[Start of section]
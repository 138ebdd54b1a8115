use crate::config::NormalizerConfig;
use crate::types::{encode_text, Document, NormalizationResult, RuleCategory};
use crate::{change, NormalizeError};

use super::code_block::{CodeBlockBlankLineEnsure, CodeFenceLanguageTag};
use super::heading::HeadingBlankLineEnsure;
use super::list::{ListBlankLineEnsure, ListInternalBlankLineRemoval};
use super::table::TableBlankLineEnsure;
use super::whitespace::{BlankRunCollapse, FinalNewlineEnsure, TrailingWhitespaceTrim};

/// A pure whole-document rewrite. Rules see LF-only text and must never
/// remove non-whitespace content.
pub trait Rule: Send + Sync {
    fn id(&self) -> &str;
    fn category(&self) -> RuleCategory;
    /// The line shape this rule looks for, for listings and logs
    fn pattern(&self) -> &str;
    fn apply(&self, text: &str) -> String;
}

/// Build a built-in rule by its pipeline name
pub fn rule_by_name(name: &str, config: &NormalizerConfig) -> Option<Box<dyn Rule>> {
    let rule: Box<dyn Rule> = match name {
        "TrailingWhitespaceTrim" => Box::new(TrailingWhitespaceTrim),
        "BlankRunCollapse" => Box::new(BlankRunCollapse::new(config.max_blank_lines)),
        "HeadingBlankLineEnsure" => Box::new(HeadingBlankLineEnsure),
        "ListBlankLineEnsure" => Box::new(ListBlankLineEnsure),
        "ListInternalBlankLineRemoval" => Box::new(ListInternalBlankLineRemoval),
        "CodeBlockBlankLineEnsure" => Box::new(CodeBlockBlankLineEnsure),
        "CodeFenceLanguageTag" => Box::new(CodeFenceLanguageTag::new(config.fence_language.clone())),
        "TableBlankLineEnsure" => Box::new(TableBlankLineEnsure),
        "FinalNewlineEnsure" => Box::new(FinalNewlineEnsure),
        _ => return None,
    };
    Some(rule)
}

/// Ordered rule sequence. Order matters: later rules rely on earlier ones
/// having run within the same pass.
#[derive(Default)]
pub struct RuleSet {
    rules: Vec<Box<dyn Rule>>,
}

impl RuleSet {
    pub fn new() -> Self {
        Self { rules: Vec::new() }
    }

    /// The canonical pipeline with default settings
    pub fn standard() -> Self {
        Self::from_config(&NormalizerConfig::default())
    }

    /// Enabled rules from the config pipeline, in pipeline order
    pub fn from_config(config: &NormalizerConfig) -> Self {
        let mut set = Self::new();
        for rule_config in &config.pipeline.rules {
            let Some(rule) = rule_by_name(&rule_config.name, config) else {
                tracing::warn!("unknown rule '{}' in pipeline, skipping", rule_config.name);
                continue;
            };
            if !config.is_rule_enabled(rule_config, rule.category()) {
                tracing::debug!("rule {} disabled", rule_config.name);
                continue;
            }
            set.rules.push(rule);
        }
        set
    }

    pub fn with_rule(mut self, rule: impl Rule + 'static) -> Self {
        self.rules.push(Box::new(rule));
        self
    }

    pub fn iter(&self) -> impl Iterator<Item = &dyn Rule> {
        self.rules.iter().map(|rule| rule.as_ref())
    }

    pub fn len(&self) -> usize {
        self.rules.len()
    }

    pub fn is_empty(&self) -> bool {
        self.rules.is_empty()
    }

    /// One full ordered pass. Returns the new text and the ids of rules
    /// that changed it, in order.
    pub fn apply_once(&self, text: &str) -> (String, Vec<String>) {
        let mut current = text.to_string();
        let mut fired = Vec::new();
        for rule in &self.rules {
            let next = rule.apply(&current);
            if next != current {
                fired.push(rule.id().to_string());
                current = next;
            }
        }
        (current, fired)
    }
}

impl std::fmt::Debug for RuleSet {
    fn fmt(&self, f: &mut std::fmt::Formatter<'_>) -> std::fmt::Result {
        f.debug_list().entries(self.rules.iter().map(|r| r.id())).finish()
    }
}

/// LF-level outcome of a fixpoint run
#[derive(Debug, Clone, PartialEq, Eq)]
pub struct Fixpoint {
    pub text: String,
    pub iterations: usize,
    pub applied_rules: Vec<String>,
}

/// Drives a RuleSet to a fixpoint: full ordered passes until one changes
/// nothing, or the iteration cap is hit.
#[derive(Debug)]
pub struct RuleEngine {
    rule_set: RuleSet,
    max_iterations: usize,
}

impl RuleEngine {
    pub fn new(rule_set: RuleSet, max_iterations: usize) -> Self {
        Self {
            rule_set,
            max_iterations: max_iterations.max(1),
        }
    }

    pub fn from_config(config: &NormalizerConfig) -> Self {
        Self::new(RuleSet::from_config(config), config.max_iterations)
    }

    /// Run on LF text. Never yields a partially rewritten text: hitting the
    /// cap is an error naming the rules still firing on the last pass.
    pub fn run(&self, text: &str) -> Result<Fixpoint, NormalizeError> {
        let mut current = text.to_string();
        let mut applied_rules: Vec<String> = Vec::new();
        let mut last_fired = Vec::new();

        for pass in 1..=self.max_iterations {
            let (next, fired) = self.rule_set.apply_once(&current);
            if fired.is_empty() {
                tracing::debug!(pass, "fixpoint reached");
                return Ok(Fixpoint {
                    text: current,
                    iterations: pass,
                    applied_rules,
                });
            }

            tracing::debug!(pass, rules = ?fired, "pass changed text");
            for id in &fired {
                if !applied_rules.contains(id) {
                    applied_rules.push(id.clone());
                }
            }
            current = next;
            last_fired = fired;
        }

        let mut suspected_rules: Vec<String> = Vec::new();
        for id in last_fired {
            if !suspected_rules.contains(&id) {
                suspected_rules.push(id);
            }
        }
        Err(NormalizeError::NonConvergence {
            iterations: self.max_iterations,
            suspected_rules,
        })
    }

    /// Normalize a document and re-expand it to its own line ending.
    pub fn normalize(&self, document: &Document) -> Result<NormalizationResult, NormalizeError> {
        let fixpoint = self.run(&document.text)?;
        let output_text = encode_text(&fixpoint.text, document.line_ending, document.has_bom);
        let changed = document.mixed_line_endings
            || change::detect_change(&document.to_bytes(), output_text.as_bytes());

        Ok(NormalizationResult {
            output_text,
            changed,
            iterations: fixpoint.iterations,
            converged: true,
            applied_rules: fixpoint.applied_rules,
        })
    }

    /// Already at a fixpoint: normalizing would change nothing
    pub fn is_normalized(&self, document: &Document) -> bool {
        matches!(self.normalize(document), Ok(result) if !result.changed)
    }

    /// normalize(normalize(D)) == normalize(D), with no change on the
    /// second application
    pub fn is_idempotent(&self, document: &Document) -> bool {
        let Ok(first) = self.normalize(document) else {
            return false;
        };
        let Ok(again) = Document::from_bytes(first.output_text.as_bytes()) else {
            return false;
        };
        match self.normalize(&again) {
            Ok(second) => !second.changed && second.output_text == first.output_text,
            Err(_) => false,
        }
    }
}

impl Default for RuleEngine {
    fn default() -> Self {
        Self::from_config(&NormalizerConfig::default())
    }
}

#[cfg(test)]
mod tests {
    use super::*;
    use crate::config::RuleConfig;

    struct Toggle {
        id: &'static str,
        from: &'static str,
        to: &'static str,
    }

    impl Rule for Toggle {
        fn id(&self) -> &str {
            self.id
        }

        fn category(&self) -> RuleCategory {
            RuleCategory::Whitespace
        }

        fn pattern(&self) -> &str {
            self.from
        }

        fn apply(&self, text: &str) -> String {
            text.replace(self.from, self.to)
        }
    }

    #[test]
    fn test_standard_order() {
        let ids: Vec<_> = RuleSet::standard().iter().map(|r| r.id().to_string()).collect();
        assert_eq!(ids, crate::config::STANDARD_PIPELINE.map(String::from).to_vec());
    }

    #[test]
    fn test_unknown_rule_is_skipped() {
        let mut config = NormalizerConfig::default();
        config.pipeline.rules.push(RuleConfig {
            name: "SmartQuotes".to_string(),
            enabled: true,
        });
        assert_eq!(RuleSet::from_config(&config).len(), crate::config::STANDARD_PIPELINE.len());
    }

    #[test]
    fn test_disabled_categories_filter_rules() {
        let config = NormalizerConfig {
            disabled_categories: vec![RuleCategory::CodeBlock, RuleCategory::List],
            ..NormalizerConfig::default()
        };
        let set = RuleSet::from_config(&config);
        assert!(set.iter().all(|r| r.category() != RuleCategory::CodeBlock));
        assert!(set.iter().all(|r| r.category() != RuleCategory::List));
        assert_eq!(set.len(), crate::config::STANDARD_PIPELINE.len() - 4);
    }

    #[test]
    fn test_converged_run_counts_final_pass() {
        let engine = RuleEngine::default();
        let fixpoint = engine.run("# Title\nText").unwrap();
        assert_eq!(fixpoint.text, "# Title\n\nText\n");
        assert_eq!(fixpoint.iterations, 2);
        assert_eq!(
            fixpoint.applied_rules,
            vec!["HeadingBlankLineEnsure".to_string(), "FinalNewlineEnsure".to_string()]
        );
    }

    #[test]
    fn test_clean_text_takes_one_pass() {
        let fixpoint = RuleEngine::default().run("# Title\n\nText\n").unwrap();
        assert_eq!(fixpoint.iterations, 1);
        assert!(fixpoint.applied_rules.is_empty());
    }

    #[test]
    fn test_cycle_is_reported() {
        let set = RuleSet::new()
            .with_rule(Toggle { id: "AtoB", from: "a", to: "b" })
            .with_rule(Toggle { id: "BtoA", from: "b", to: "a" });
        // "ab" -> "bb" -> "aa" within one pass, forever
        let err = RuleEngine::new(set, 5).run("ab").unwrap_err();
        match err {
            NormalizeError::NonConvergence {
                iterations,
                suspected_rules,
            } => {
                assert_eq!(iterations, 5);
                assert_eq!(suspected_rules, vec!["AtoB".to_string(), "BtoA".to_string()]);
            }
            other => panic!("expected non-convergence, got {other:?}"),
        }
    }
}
[End of section]
[Start of section]
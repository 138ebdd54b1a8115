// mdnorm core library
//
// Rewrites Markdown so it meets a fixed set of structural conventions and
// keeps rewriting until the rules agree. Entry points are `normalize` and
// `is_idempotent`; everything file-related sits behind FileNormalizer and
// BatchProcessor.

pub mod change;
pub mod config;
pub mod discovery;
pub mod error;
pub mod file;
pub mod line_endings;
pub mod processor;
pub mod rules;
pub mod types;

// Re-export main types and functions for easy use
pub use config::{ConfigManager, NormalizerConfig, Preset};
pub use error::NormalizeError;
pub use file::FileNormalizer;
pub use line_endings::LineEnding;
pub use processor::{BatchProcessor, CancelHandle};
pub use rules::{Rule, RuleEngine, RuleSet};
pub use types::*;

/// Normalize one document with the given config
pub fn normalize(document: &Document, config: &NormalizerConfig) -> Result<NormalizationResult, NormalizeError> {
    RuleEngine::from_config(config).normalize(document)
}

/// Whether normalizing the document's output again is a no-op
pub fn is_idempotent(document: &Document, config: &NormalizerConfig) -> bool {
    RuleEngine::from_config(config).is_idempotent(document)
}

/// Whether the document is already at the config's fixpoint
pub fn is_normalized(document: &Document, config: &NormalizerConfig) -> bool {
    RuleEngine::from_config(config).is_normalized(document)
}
[End of section]
[Start of section]
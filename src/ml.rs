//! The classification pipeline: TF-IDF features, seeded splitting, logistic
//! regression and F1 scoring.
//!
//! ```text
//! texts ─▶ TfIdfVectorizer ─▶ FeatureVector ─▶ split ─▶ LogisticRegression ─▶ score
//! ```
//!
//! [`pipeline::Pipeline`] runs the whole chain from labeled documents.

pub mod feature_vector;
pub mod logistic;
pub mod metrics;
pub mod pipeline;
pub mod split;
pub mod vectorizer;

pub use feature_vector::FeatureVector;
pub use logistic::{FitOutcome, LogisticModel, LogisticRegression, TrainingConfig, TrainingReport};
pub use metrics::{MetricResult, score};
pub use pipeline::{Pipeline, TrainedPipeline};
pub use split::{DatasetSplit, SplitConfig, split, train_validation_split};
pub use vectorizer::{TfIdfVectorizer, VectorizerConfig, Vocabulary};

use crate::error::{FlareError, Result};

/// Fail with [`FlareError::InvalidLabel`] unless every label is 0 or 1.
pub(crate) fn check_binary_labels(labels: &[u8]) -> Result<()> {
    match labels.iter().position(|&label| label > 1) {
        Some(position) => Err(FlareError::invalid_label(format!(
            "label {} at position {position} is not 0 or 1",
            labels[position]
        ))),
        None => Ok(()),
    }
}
[End of section]
DIRECTIONS »
Search the material for the word "position" and copy each line where it occurs.

RESPONSE FOR THIS EXERCISE »
    match labels.iter().position(|&label| label > 1) {
        Some(position) => Err(FlareError::invalid_label(format!(
            "label {} at position {position} is not 0 or 1",
            labels[position]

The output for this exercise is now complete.